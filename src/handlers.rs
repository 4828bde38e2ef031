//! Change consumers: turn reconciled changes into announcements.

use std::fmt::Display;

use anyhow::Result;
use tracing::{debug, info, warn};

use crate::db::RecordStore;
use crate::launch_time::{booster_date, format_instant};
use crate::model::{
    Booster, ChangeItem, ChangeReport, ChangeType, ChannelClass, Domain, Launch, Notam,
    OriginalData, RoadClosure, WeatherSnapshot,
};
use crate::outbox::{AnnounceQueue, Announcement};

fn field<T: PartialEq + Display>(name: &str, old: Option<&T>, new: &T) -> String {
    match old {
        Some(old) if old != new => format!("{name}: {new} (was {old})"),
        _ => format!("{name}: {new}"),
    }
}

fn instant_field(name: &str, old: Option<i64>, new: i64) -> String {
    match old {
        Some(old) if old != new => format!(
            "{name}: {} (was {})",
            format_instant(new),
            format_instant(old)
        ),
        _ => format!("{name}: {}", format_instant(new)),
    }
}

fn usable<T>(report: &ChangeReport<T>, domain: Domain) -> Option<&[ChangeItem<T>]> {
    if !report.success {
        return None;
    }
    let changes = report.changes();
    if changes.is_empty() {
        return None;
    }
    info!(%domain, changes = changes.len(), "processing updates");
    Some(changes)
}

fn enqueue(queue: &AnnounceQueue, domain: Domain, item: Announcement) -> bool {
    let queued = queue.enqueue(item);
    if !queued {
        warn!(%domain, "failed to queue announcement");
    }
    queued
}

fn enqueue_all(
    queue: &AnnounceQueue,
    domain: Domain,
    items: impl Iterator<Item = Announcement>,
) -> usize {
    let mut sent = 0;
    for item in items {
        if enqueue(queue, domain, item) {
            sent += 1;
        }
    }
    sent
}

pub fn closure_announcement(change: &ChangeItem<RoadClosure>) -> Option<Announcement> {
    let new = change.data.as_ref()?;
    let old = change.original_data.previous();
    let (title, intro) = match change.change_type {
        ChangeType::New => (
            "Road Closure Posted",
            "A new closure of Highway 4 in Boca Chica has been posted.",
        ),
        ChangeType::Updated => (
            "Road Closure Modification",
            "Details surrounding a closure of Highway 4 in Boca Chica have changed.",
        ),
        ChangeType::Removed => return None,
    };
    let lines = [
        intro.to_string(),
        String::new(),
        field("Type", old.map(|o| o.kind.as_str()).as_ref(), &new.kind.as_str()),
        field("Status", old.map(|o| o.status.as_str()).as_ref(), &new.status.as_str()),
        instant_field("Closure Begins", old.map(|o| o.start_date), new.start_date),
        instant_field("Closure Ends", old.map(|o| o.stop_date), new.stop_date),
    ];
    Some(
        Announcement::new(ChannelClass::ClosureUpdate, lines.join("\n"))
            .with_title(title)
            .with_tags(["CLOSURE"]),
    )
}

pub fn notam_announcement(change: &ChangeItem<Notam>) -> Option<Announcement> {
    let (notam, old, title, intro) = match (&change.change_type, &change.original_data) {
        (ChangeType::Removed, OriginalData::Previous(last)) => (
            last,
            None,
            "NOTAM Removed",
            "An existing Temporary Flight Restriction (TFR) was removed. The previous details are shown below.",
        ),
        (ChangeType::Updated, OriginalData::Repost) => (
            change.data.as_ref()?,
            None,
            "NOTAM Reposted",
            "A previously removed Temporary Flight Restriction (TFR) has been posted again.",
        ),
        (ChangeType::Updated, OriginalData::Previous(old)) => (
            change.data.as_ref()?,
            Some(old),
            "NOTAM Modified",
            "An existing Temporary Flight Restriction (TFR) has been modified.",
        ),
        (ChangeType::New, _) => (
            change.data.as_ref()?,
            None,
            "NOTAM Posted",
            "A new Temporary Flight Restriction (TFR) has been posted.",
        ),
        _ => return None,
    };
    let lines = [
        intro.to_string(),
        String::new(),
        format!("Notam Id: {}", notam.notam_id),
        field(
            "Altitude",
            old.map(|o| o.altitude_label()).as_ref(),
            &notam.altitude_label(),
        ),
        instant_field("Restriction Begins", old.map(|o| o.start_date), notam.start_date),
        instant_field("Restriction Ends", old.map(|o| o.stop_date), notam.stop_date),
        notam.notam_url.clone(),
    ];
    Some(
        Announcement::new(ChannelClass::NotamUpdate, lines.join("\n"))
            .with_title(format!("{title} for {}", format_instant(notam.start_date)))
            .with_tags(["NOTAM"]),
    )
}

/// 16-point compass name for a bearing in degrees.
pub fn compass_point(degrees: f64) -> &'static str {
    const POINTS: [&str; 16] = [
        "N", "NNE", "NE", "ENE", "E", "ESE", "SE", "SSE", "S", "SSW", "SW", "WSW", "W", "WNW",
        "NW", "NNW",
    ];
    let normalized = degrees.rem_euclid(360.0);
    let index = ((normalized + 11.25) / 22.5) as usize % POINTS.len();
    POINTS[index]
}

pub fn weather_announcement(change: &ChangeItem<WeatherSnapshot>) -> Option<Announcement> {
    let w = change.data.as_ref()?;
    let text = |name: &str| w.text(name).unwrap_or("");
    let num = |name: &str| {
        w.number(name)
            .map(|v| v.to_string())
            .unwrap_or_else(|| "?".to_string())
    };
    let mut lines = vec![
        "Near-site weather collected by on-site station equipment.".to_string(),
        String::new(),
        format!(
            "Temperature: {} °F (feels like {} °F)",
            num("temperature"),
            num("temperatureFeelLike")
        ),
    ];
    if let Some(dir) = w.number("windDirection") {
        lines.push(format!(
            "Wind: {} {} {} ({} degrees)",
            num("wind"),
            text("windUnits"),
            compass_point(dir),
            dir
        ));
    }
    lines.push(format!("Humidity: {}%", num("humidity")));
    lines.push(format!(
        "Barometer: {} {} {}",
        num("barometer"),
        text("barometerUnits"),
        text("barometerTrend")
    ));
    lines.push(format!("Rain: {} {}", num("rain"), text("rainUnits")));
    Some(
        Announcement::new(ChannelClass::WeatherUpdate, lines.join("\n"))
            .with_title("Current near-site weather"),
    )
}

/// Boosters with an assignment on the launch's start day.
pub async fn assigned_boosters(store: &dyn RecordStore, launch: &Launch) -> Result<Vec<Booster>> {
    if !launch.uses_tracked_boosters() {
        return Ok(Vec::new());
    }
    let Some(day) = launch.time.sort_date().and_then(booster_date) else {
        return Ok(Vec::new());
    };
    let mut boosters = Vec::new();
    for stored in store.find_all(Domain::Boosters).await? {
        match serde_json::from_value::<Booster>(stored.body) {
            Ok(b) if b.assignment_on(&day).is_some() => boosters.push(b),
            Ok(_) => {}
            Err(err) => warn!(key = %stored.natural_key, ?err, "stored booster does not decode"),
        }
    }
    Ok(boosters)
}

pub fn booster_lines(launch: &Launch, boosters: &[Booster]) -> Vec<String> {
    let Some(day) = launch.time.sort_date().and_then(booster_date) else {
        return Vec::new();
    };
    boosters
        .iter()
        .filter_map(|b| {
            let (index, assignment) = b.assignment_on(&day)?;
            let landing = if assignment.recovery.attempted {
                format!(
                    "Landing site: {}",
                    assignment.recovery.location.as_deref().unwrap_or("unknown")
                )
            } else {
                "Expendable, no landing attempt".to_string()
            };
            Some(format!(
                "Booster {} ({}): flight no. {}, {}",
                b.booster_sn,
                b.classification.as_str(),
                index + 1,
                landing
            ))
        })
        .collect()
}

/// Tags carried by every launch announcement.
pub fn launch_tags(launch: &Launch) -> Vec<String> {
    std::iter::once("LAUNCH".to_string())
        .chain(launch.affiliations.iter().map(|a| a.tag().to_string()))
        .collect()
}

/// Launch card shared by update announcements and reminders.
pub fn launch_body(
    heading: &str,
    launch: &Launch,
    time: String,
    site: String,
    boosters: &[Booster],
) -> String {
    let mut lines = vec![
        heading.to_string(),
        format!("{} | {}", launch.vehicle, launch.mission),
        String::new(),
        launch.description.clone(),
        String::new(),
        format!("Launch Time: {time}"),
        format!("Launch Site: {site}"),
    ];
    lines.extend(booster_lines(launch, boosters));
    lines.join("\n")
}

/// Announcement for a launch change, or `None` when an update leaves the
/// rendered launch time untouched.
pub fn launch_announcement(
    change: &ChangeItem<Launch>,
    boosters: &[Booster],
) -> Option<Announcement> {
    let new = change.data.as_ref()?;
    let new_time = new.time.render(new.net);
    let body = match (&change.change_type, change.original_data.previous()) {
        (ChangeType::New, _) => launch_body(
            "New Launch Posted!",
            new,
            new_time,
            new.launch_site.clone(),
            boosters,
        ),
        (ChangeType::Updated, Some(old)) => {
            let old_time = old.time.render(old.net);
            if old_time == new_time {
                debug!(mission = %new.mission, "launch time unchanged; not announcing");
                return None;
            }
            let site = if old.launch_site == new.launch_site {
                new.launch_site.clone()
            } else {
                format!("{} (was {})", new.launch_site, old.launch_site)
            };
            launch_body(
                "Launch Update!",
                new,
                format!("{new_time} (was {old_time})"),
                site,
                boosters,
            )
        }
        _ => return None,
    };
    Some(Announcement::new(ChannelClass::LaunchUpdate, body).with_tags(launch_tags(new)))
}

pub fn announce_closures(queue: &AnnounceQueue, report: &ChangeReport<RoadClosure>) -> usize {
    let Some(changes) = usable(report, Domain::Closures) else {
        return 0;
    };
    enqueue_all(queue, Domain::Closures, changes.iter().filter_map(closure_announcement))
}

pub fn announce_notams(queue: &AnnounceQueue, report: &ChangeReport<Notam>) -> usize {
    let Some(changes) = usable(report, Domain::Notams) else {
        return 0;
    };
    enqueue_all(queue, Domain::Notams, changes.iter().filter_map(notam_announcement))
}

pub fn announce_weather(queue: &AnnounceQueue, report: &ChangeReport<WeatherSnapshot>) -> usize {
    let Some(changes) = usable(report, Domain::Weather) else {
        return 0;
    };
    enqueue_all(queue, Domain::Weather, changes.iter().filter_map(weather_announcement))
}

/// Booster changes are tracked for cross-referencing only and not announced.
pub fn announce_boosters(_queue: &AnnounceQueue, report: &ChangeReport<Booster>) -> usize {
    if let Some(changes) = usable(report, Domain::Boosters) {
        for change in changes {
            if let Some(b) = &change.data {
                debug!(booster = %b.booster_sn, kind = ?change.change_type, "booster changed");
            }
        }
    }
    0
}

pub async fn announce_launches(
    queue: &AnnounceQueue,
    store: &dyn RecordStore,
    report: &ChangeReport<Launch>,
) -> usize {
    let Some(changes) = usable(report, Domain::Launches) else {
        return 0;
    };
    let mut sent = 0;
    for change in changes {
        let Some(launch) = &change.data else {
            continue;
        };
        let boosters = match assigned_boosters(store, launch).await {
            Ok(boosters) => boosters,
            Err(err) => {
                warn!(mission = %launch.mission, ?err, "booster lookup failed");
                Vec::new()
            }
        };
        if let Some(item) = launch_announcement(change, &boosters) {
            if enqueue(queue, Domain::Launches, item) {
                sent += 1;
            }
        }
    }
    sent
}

TASK OBJECTIVE:
Only the lines that hold the word "RoadClosure" are wanted; each should be pulled from the records.

WRITTEN RESPONSE:
    OriginalData, RoadClosure, WeatherSnapshot,
pub fn closure_announcement(change: &ChangeItem<RoadClosure>) -> Option<Announcement> {
pub fn announce_closures(queue: &AnnounceQueue, report: &ChangeReport<RoadClosure>) -> usize {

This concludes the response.